# DATA

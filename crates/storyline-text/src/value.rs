//! Argument values passed to narrated calls
//!
//! Provides [`Value`], the opaque argument type the formatter dispatches on,
//! and the [`Argument`] capability trait for hand-written values that expose
//! named fields.

use crate::error::{FieldError, FormatError};
use chrono::{DateTime, NaiveDate, NaiveDateTime, TimeZone};
use std::collections::{BTreeSet, VecDeque};
use std::fmt::Debug;
use std::sync::Arc;

/// Capability interface for values with named fields
///
/// Implement this for argument types that want `${field}` interpolation
/// without going through serde, or whose textual representation can fail.
pub trait Argument: Send + Sync + Debug {
    /// Default textual representation
    ///
    /// # Errors
    /// Returns [`FormatError`] when the value cannot be rendered.
    fn display(&self) -> Result<String, FormatError>;

    /// Read a named field
    ///
    /// # Errors
    /// Returns [`FieldError::NotFound`] unless overridden.
    fn field(&self, name: &str) -> Result<Value, FieldError> {
        Err(FieldError::NotFound(name.to_string()))
    }
}

/// Structured value with named fields
#[derive(Debug, Clone, Default)]
pub struct Record {
    fields: Vec<(String, Value)>,
    display: String,
}

impl Record {
    /// Create record from fields and its default textual representation
    #[must_use]
    pub fn new(fields: Vec<(String, Value)>, display: impl Into<String>) -> Self {
        Self {
            fields,
            display: display.into(),
        }
    }

    /// Lookup field by name
    #[must_use]
    pub fn get(&self, name: &str) -> Option<&Value> {
        self.fields
            .iter()
            .find(|(field, _)| field == name)
            .map(|(_, value)| value)
    }

    /// Field names in declaration order
    pub fn names(&self) -> impl Iterator<Item = &str> {
        self.fields.iter().map(|(name, _)| name.as_str())
    }

    /// Default textual representation (compact JSON)
    #[inline]
    #[must_use]
    pub fn display(&self) -> &str {
        &self.display
    }
}

/// A single call argument
///
/// Containers of any shape (vectors, slices, fixed-size arrays, sets)
/// collapse into [`Value::Seq`].
#[derive(Debug, Clone)]
pub enum Value {
    /// Absent value
    Null,
    /// Calendar date
    Date(NaiveDate),
    /// Text, rendered in double quotes
    Text(String),
    /// Ordered sequence
    Seq(Vec<Value>),
    /// Structured value built through serde
    Record(Record),
    /// Hand-written value exposing the [`Argument`] capability
    Object(Arc<dyn Argument>),
    /// Anything else, already rendered
    Other(String),
}

impl Value {
    /// Build a structured value from any serializable type
    ///
    /// Serialization failures produce a value whose textual representation
    /// fails, so the whole sentence falls back to the raw identifier.
    pub fn record<T: serde::Serialize + ?Sized>(value: &T) -> Self {
        match serde_json::to_value(value) {
            Ok(json) => Self::from_json(json),
            Err(err) => Self::Object(Arc::new(Unserializable(err.to_string()))),
        }
    }

    /// Convert a JSON tree into a value
    #[must_use]
    pub fn from_json(json: serde_json::Value) -> Self {
        match json {
            serde_json::Value::Null => Self::Null,
            serde_json::Value::Bool(b) => Self::Other(b.to_string()),
            serde_json::Value::Number(n) => Self::Other(n.to_string()),
            serde_json::Value::String(s) => Self::Text(s),
            serde_json::Value::Array(items) => {
                Self::Seq(items.into_iter().map(Self::from_json).collect())
            }
            serde_json::Value::Object(map) => {
                let display = serde_json::Value::Object(map.clone()).to_string();
                let fields = map
                    .into_iter()
                    .map(|(name, value)| (name, Self::from_json(value)))
                    .collect();
                Self::Record(Record::new(fields, display))
            }
        }
    }

    /// Wrap a hand-written argument
    #[inline]
    pub fn object(argument: impl Argument + 'static) -> Self {
        Self::Object(Arc::new(argument))
    }

    /// Check for [`Value::Null`]
    #[inline]
    #[must_use]
    pub fn is_null(&self) -> bool {
        matches!(self, Self::Null)
    }

    /// Read a named field off this value
    ///
    /// # Errors
    /// Returns [`FieldError`] when the value has no readable field `name`.
    pub fn field(&self, name: &str) -> Result<Value, FieldError> {
        match self {
            Self::Record(record) => record
                .get(name)
                .cloned()
                .ok_or_else(|| FieldError::NotFound(name.to_string())),
            Self::Object(argument) => argument.field(name),
            _ => Err(FieldError::NotFound(name.to_string())),
        }
    }
}

#[derive(Debug)]
struct Unserializable(String);

impl Argument for Unserializable {
    fn display(&self) -> Result<String, FormatError> {
        Err(FormatError::new(self.0.clone()))
    }
}

macro_rules! impl_from_display {
    ($($ty:ty),* $(,)?) => {
        $(
            impl From<$ty> for Value {
                fn from(value: $ty) -> Self {
                    Self::Other(value.to_string())
                }
            }
        )*
    };
}

impl_from_display!(i8, i16, i32, i64, i128, isize, u8, u16, u32, u64, u128, usize, f32, f64, bool);

impl From<&str> for Value {
    fn from(value: &str) -> Self {
        Self::Text(value.to_string())
    }
}

impl From<&String> for Value {
    fn from(value: &String) -> Self {
        Self::Text(value.clone())
    }
}

impl From<String> for Value {
    fn from(value: String) -> Self {
        Self::Text(value)
    }
}

impl From<char> for Value {
    fn from(value: char) -> Self {
        Self::Text(value.to_string())
    }
}

impl From<NaiveDate> for Value {
    fn from(value: NaiveDate) -> Self {
        Self::Date(value)
    }
}

impl From<NaiveDateTime> for Value {
    fn from(value: NaiveDateTime) -> Self {
        Self::Date(value.date())
    }
}

impl<Tz: TimeZone> From<DateTime<Tz>> for Value {
    fn from(value: DateTime<Tz>) -> Self {
        Self::Date(value.date_naive())
    }
}

impl<T: Into<Value>> From<Option<T>> for Value {
    fn from(value: Option<T>) -> Self {
        value.map_or(Self::Null, Into::into)
    }
}

impl<T: Into<Value>> From<Vec<T>> for Value {
    fn from(value: Vec<T>) -> Self {
        Self::Seq(value.into_iter().map(Into::into).collect())
    }
}

impl<T: Into<Value>> From<VecDeque<T>> for Value {
    fn from(value: VecDeque<T>) -> Self {
        Self::Seq(value.into_iter().map(Into::into).collect())
    }
}

impl<T: Into<Value>> From<BTreeSet<T>> for Value {
    fn from(value: BTreeSet<T>) -> Self {
        Self::Seq(value.into_iter().map(Into::into).collect())
    }
}

impl<T: Into<Value>, const N: usize> From<[T; N]> for Value {
    fn from(value: [T; N]) -> Self {
        Self::Seq(value.into_iter().map(Into::into).collect())
    }
}

impl<T: Clone + Into<Value>> From<&[T]> for Value {
    fn from(value: &[T]) -> Self {
        Self::Seq(value.iter().cloned().map(Into::into).collect())
    }
}

impl From<Arc<dyn Argument>> for Value {
    fn from(value: Arc<dyn Argument>) -> Self {
        Self::Object(value)
    }
}

impl From<Record> for Value {
    fn from(value: Record) -> Self {
        Self::Record(value)
    }
}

# INSTRUCTIONS TO FOLLOW
Reproduce the material word for word. Leave nothing out.

# THE ANSWER
filename crates/storyline-text/src/value.rs
//! Argument values passed to narrated calls
//!
//! Provides [`Value`], the opaque argument type the formatter dispatches on,
//! and the [`Argument`] capability trait for hand-written values that expose
//! named fields.

use crate::error::{FieldError, FormatError};
use chrono::{DateTime, NaiveDate, NaiveDateTime, TimeZone};
use std::collections::{BTreeSet, VecDeque};
use std::fmt::Debug;
use std::sync::Arc;

/// Capability interface for values with named fields
///
/// Implement this for argument types that want `${field}` interpolation
/// without going through serde, or whose textual representation can fail.
pub trait Argument: Send + Sync + Debug {
    /// Default textual representation
    ///
    /// # Errors
    /// Returns [`FormatError`] when the value cannot be rendered.
    fn display(&self) -> Result<String, FormatError>;

    /// Read a named field
    ///
    /// # Errors
    /// Returns [`FieldError::NotFound`] unless overridden.
    fn field(&self, name: &str) -> Result<Value, FieldError> {
        Err(FieldError::NotFound(name.to_string()))
    }
}

/// Structured value with named fields
#[derive(Debug, Clone, Default)]
pub struct Record {
    fields: Vec<(String, Value)>,
    display: String,
}

impl Record {
    /// Create record from fields and its default textual representation
    #[must_use]
    pub fn new(fields: Vec<(String, Value)>, display: impl Into<String>) -> Self {
        Self {
            fields,
            display: display.into(),
        }
    }

    /// Lookup field by name
    #[must_use]
    pub fn get(&self, name: &str) -> Option<&Value> {
        self.fields
            .iter()
            .find(|(field, _)| field == name)
            .map(|(_, value)| value)
    }

    /// Field names in declaration order
    pub fn names(&self) -> impl Iterator<Item = &str> {
        self.fields.iter().map(|(name, _)| name.as_str())
    }

    /// Default textual representation (compact JSON)
    #[inline]
    #[must_use]
    pub fn display(&self) -> &str {
        &self.display
    }
}

/// A single call argument
///
/// Containers of any shape (vectors, slices, fixed-size arrays, sets)
/// collapse into [`Value::Seq`].
#[derive(Debug, Clone)]
pub enum Value {
    /// Absent value
    Null,
    /// Calendar date
    Date(NaiveDate),
    /// Text, rendered in double quotes
    Text(String),
    /// Ordered sequence
    Seq(Vec<Value>),
    /// Structured value built through serde
    Record(Record),
    /// Hand-written value exposing the [`Argument`] capability
    Object(Arc<dyn Argument>),
    /// Anything else, already rendered
    Other(String),
}

impl Value {
    /// Build a structured value from any serializable type
    ///
    /// Serialization failures produce a value whose textual representation
    /// fails, so the whole sentence falls back to the raw identifier.
    pub fn record<T: serde::Serialize + ?Sized>(value: &T) -> Self {
        match serde_json::to_value(value) {
            Ok(json) => Self::from_json(json),
            Err(err) => Self::Object(Arc::new(Unserializable(err.to_string()))),
        }
    }

    /// Convert a JSON tree into a value
    #[must_use]
    pub fn from_json(json: serde_json::Value) -> Self {
        match json {
            serde_json::Value::Null => Self::Null,
            serde_json::Value::Bool(b) => Self::Other(b.to_string()),
            serde_json::Value::Number(n) => Self::Other(n.to_string()),
            serde_json::Value::String(s) => Self::Text(s),
            serde_json::Value::Array(items) => {
                Self::Seq(items.into_iter().map(Self::from_json).collect())
            }
            serde_json::Value::Object(map) => {
                let display = serde_json::Value::Object(map.clone()).to_string();
                let fields = map
                    .into_iter()
                    .map(|(name, value)| (name, Self::from_json(value)))
                    .collect();
                Self::Record(Record::new(fields, display))
            }
        }
    }

    /// Wrap a hand-written argument
    #[inline]
    pub fn object(argument: impl Argument + 'static) -> Self {
        Self::Object(Arc::new(argument))
    }

    /// Check for [`Value::Null`]
    #[inline]
    #[must_use]
    pub fn is_null(&self) -> bool {
        matches!(self, Self::Null)
    }

    /// Read a named field off this value
    ///
    /// # Errors
    /// Returns [`FieldError`] when the value has no readable field `name`.
    pub fn field(&self, name: &str) -> Result<Value, FieldError> {
        match self {
            Self::Record(record) => record
                .get(name)
                .cloned()
                .ok_or_else(|| FieldError::NotFound(name.to_string())),
            Self::Object(argument) => argument.field(name),
            _ => Err(FieldError::NotFound(name.to_string())),
        }
    }
}

#[derive(Debug)]
struct Unserializable(String);

impl Argument for Unserializable {
    fn display(&self) -> Result<String, FormatError> {
        Err(FormatError::new(self.0.clone()))
    }
}

macro_rules! impl_from_display {
    ($($ty:ty),* $(,)?) => {
        $(
            impl From<$ty> for Value {
                fn from(value: $ty) -> Self {
                    Self::Other(value.to_string())
                }
            }
        )*
    };
}

impl_from_display!(i8, i16, i32, i64, i128, isize, u8, u16, u32, u64, u128, usize, f32, f64, bool);

impl From<&str> for Value {
    fn from(value: &str) -> Self {
        Self::Text(value.to_string())
    }
}

impl From<&String> for Value {
    fn from(value: &String) -> Self {
        Self::Text(value.clone())
    }
}

impl From<String> for Value {
    fn from(value: String) -> Self {
        Self::Text(value)
    }
}

impl From<char> for Value {
    fn from(value: char) -> Self {
        Self::Text(value.to_string())
    }
}

impl From<NaiveDate> for Value {
    fn from(value: NaiveDate) -> Self {
        Self::Date(value)
    }
}

impl From<NaiveDateTime> for Value {
    fn from(value: NaiveDateTime) -> Self {
        Self::Date(value.date())
    }
}

impl<Tz: TimeZone> From<DateTime<Tz>> for Value {
    fn from(value: DateTime<Tz>) -> Self {
        Self::Date(value.date_naive())
    }
}

impl<T: Into<Value>> From<Option<T>> for Value {
    fn from(value: Option<T>) -> Self {
        value.map_or(Self::Null, Into::into)
    }
}

impl<T: Into<Value>> From<Vec<T>> for Value {
    fn from(value: Vec<T>) -> Self {
        Self::Seq(value.into_iter().map(Into::into).collect())
    }
}

impl<T: Into<Value>> From<VecDeque<T>> for Value {
    fn from(value: VecDeque<T>) -> Self {
        Self::Seq(value.into_iter().map(Into::into).collect())
    }
}

impl<T: Into<Value>> From<BTreeSet<T>> for Value {
    fn from(value: BTreeSet<T>) -> Self {
        Self::Seq(value.into_iter().map(Into::into).collect())
    }
}

impl<T: Into<Value>, const N: usize> From<[T; N]> for Value {
    fn from(value: [T; N]) -> Self {
        Self::Seq(value.into_iter().map(Into::into).collect())
    }
}

impl<T: Clone + Into<Value>> From<&[T]> for Value {
    fn from(value: &[T]) -> Self {
        Self::Seq(value.iter().cloned().map(Into::into).collect())
    }
}

impl From<Arc<dyn Argument>> for Value {
    fn from(value: Arc<dyn Argument>) -> Self {
        Self::Object(value)
    }
}

impl From<Record> for Value {
    fn from(value: Record) -> Self {
        Self::Record(value)
    }
}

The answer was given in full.